« Le “Zorg”. La tragédie à l’origine de l’abolition de l’esclavage » (The Zorg. A Tale of Greed and Murder that Inspired the Abolition of Slavery), de Siddharth Kara, traduit de l’anglais (Etats-Unis) par Anatole Tomczak, préface de Christiane Taubira, Paulsen, 304 p., 23 €, numérique 14 €.
Le soir du 29 novembre 1781, 55 esclaves sont amenés à tour de rôle dans la cabine des officiers. Une fenêtre y est ouverte. Une première femme est jetée dans la mer des Caraïbes. Dans son nouvel ouvrage, Le Zorg, du nom de cette frégate hollandaise confisquée par les Britanniques, l’historien et journaliste américain Siddharth Kara poursuit : « Les marins retournent dans l’entrepont. Ils choisissent une autre femme, qu’ils jettent par la même fenêtre. Puis un enfant. Puis une autre femme. » Les jours suivants, d’autres esclaves connaissent le même sort. Au total, entre 123 et 133 hommes, femmes et enfants sont noyés.

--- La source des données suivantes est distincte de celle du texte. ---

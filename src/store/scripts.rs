//! Server-side scripts for record operations on the distributed store.
//!
//! Records are stored as JSON strings. Each script is one atomic unit on the
//! server, so a client that times out waiting for the reply never leaves a
//! half-applied record behind.

/// Install a candidate record unless a live one exists.
///
/// KEYS[1] record key. ARGV: candidate JSON, PX ttl, now_ms.
/// Returns `{created, record_json}`.
pub(crate) const GET_OR_CREATE: &str = r#"
local current = redis.call('GET', KEYS[1])
if current then
  local ok, record = pcall(cjson.decode, current)
  if ok and type(record) == 'table' and tonumber(record.expires_at) > tonumber(ARGV[3]) then
    record.access_count = (tonumber(record.access_count) or 0) + 1
    local encoded = cjson.encode(record)
    redis.call('SET', KEYS[1], encoded, 'KEEPTTL')
    return {0, encoded}
  end
end
redis.call('SET', KEYS[1], ARGV[1], 'PX', ARGV[2])
return {1, ARGV[1]}
"#;

/// Apply a `RecordUpdate` to a live record.
///
/// KEYS[1] record key. ARGV: update JSON, now_ms, ttl buffer ms.
/// Returns nil when no live record exists, else `{applied, record_json}`.
pub(crate) const COMPARE_AND_UPDATE: &str = r#"
local current = redis.call('GET', KEYS[1])
if not current then
  return false
end
local ok, record = pcall(cjson.decode, current)
local now = tonumber(ARGV[2])
if not ok or type(record) ~= 'table' or tonumber(record.expires_at) <= now then
  return false
end
local update = cjson.decode(ARGV[1])
local applied = 0
if update.op == 'complete' and record.status == 'EXECUTING' then
  record.status = 'SUCCESS'
  record.payload = update.payload
  record.error = cjson.null
  applied = 1
elseif update.op == 'fail' and record.status == 'EXECUTING' then
  record.status = 'FAILED'
  record.error = update.error
  applied = 1
elseif update.op == 'restart' and record.status == 'FAILED' then
  record.status = 'EXECUTING'
  record.created_at = now
  record.expires_at = tonumber(update.expires_at)
  record.payload = cjson.null
  record.error = cjson.null
  applied = 1
end
if applied == 0 then
  return {0, current}
end
local encoded = cjson.encode(record)
if update.op == 'restart' then
  redis.call('SET', KEYS[1], encoded, 'PX', (record.expires_at - now) + tonumber(ARGV[3]))
else
  redis.call('SET', KEYS[1], encoded, 'KEEPTTL')
end
return {1, encoded}
"#;

/// Whether a live entry exists. Record values past their logical expiry
/// count as absent; window state of any type counts as present.
///
/// KEYS[1] key. ARGV: now_ms. Returns 0 or 1.
pub(crate) const EXISTS_LIVE: &str = r#"
local kind = redis.call('TYPE', KEYS[1]).ok
if kind == 'none' then
  return 0
end
if kind ~= 'string' then
  return 1
end
local ok, record = pcall(cjson.decode, redis.call('GET', KEYS[1]))
if ok and type(record) == 'table' and record.expires_at and tonumber(record.expires_at) <= tonumber(ARGV[1]) then
  return 0
end
return 1
"#;

/// Read a record, treating logically expired values as absent.
///
/// KEYS[1] record key. ARGV: now_ms. Returns nil or the record JSON.
pub(crate) const GET_LIVE: &str = r#"
local current = redis.call('GET', KEYS[1])
if not current then
  return false
end
local ok, record = pcall(cjson.decode, current)
if not ok or type(record) ~= 'table' or tonumber(record.expires_at) <= tonumber(ARGV[1]) then
  return false
end
return current
"#;
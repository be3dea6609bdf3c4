use std::net::IpAddr;
use std::path::PathBuf;

use anyhow::Context;
use clap::{Args, Parser, Subcommand};
use serde_json::{json, Value};
use tracing::{debug, info};
use tracing_subscriber::EnvFilter;

use apiguard::config::ProtectionConfig;
use apiguard::context::RequestContext;
use apiguard::idempotency::Admission;
use apiguard::key::ProtectionKey;
use apiguard::{Protection, ProtectionError};

#[derive(Parser, Debug)]
#[command(name = "apiguard", version, about = "Operate API protection state on a configured store")]
struct Cli {
    /// YAML configuration file; APIGUARD__* environment variables override it
    #[arg(short, long, value_name = "FILE")]
    config: Option<PathBuf>,

    /// Emit logs as JSON
    #[arg(long)]
    json_logs: bool,

    #[command(subcommand)]
    command: Command,
}

/// Who is making the simulated request.
#[derive(Args, Debug, Clone)]
struct Caller {
    /// Authenticated user id
    #[arg(long)]
    user: Option<String>,

    /// Client address
    #[arg(long)]
    ip: Option<IpAddr>,

    /// Call arguments as a JSON array
    #[arg(long, default_value = "[]")]
    args: String,
}

impl Caller {
    fn context(&self) -> RequestContext {
        let mut ctx = RequestContext::new();
        if let Some(user) = &self.user {
            ctx = ctx.with_attribute("user", user);
        }
        if let Some(ip) = self.ip {
            ctx = ctx.with_peer(ip);
        }
        ctx
    }

    fn arguments(&self) -> anyhow::Result<Vec<Value>> {
        serde_json::from_str(&self.args).context("--args must be a JSON array")
    }
}

#[derive(Subcommand, Debug)]
enum Command {
    /// Take rate limit permits for an operation
    Check {
        operation: String,
        #[command(flatten)]
        caller: Caller,
        /// Number of checks to run
        #[arg(short = 'n', long, default_value_t = 1)]
        times: u32,
    },
    /// Start an idempotent call and print its key
    Begin {
        operation: String,
        #[command(flatten)]
        caller: Caller,
    },
    /// Mark an idempotent call successful
    Complete {
        key: String,
        /// Result to replay to later callers
        #[arg(long)]
        payload: Option<String>,
    },
    /// Mark an idempotent call failed
    Fail {
        key: String,
        #[arg(long)]
        error: String,
    },
    /// Record a submission, rejecting duplicates
    Submit {
        operation: String,
        #[command(flatten)]
        caller: Caller,
    },
    /// Count live entries under a key prefix
    Count {
        #[arg(default_value = "*")]
        pattern: String,
    },
    /// Drop an idempotency record
    Invalidate { key: String },
    /// Print the effective policy of an operation
    Policy { operation: String },
}

#[tokio::main]
async fn main() -> anyhow::Result<()> {
    let cli = Cli::parse();
    init_tracing(cli.json_logs);

    let config_path = cli.config.as_ref().map(|p| p.to_string_lossy().into_owned());
    let config = ProtectionConfig::load(config_path.as_deref())
        .context("failed to load configuration")?;
    debug!(backend = ?config.store.backend, "Configuration loaded");

    let protection = Protection::from_config(&config).await?;

    match run(&protection, cli.command).await {
        Ok(output) => {
            println!("{}", serde_json::to_string_pretty(&output)?);
            Ok(())
        }
        Err(e) => match e.downcast_ref::<ProtectionError>() {
            Some(rejection) if rejection.is_rejection() => {
                println!(
                    "{}",
                    serde_json::to_string_pretty(&json!({
                        "rejected": rejection.to_string(),
                        "retry_after_ms": rejection.retry_after_ms(),
                    }))?
                );
                std::process::exit(2);
            }
            _ => Err(e),
        },
    }
}

async fn run(protection: &Protection, command: Command) -> anyhow::Result<Value> {
    let output = match command {
        Command::Check {
            operation,
            caller,
            times,
        } => {
            let ctx = caller.context();
            let mut decisions = Vec::with_capacity(times as usize);
            for _ in 0..times {
                decisions.push(protection.check_rate_limit(&operation, &ctx).await?);
            }
            serde_json::to_value(decisions)?
        }
        Command::Begin { operation, caller } => {
            let args = caller.arguments()?;
            let (key, admission) = protection
                .begin_idempotent(&operation, &caller.context(), &args)
                .await?;
            match admission {
                Admission::Execute => json!({ "key": key, "admission": "execute" }),
                Admission::Replay(payload) => {
                    json!({ "key": key, "admission": "replay", "payload": payload })
                }
            }
        }
        Command::Complete { key, payload } => {
            let settled = protection.complete(&ProtectionKey::new(key), payload).await?;
            json!({ "settled": settled })
        }
        Command::Fail { key, error } => {
            let settled = protection.fail(&ProtectionKey::new(key), &error).await?;
            json!({ "settled": settled })
        }
        Command::Submit { operation, caller } => {
            let args = caller.arguments()?;
            let key = protection.submit(&operation, &caller.context(), &args).await?;
            json!({ "key": key, "accepted": true })
        }
        Command::Count { pattern } => {
            json!({ "pattern": pattern, "count": protection.count(&pattern).await? })
        }
        Command::Invalidate { key } => {
            let removed = protection.invalidate(&ProtectionKey::new(key)).await?;
            json!({ "removed": removed })
        }
        Command::Policy { operation } => {
            let policy = protection.resolver().resolve(&operation).await?;
            info!(operation = %operation, source = ?policy.source, "Resolved policy");
            serde_json::to_value(policy)?
        }
    };
    Ok(output)
}

fn init_tracing(json: bool) {
    let env_filter = EnvFilter::try_from_default_env().unwrap_or_else(|_| EnvFilter::new("warn"));
    let builder = tracing_subscriber::fmt()
        .with_env_filter(env_filter)
        .with_target(false)
        .with_writer(std::io::stderr);
    if json {
        builder.json().init();
    } else {
        builder.init();
    }
}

Bien que le journal de bord du Zorg ait « mystérieusement disparu avant même le retour du navire en Angleterre », Siddharth Kara a recoupé de nombreuses sources permettant de reconstituer l’itinéraire et le quotidien du navire. Il rappelle que les procédures, à bord des bateaux de la traite atlantique, visaient à « permettre à un petit équipage de retenir plusieurs centaines d’Africains dans une prison flottante, tout en assurant la survie du plus grand nombre », rentabilité oblige. Seulement, une erreur de calcul de la longitude a vu le Zorg manquer sa destination. Il a dû faire demi-tour, alors que les réserves en eau douce étaient en train de s’épuiser. A l’unisson, les marins ont décidé de sacrifier une partie de la « cargaison » humaine.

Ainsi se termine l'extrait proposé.